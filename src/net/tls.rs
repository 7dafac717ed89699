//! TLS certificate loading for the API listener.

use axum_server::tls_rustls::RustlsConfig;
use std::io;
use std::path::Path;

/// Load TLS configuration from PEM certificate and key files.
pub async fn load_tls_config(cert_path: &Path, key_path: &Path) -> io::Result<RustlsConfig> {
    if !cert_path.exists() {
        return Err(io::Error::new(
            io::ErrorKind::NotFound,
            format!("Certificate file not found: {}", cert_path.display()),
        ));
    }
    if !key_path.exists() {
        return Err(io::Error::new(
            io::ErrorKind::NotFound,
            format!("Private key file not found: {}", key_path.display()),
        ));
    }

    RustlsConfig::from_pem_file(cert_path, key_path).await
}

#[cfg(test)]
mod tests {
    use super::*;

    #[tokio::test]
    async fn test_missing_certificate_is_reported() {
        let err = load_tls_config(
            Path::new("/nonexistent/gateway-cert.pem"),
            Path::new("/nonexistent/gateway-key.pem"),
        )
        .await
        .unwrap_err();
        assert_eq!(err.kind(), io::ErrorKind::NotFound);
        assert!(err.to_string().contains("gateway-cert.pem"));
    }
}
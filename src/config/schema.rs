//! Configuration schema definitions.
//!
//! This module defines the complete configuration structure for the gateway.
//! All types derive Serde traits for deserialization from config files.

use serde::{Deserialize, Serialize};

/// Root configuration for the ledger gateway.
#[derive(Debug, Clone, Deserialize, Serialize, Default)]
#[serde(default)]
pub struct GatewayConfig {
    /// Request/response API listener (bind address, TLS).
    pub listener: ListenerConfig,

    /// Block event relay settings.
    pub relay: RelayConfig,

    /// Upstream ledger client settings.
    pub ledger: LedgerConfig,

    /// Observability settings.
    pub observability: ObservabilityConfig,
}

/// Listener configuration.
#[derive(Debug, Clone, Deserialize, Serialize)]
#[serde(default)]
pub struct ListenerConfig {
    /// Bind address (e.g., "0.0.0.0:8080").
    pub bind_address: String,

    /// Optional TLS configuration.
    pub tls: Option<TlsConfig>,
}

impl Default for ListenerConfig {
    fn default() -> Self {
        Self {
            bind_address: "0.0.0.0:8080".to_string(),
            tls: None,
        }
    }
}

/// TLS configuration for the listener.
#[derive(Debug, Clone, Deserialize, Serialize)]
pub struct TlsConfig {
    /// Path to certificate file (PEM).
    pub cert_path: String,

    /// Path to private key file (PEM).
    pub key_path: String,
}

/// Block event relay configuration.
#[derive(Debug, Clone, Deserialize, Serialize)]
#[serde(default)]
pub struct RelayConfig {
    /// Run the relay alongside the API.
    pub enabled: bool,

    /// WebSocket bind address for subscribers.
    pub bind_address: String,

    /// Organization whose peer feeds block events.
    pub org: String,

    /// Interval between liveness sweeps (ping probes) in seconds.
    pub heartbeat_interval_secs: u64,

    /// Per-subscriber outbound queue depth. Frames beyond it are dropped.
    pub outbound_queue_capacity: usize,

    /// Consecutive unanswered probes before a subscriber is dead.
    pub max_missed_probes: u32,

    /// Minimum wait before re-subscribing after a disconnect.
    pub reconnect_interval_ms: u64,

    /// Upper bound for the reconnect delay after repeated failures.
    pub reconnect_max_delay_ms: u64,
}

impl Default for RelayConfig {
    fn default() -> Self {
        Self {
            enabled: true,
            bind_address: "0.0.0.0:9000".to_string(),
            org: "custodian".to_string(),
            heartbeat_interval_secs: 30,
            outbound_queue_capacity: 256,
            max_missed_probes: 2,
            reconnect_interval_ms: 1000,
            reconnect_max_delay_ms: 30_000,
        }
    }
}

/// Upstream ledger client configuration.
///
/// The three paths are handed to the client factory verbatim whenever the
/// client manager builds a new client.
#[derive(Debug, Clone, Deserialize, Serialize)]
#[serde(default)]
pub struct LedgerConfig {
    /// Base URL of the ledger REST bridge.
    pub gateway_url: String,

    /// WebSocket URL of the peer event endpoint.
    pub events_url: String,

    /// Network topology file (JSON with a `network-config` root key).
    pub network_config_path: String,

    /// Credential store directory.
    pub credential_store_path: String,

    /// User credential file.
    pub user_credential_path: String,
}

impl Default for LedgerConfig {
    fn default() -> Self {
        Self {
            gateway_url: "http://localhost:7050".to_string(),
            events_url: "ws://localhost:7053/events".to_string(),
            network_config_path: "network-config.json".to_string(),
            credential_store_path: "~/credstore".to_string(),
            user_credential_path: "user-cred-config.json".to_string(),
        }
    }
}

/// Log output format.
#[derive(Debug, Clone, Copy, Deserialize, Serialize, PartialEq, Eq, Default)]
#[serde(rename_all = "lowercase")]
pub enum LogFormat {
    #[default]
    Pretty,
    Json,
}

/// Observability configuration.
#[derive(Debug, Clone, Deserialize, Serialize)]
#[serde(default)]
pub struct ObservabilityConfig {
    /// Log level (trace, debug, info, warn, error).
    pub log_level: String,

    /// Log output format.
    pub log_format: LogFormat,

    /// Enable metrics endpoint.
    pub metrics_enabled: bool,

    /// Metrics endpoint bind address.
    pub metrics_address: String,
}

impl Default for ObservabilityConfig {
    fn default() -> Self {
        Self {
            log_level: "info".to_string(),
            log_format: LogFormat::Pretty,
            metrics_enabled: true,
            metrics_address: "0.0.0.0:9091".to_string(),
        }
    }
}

+===+

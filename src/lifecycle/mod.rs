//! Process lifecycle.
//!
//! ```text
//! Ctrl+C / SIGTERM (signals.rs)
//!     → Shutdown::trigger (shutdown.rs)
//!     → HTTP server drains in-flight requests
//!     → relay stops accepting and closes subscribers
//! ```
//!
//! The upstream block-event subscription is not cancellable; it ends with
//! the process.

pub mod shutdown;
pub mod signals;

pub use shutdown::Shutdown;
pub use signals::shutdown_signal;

+===+

→ WORK TO BE COMPLETED
For the word "RelayConfig", count the lines of the data that contain it and state only that count.

→ COMPLETED TASK
3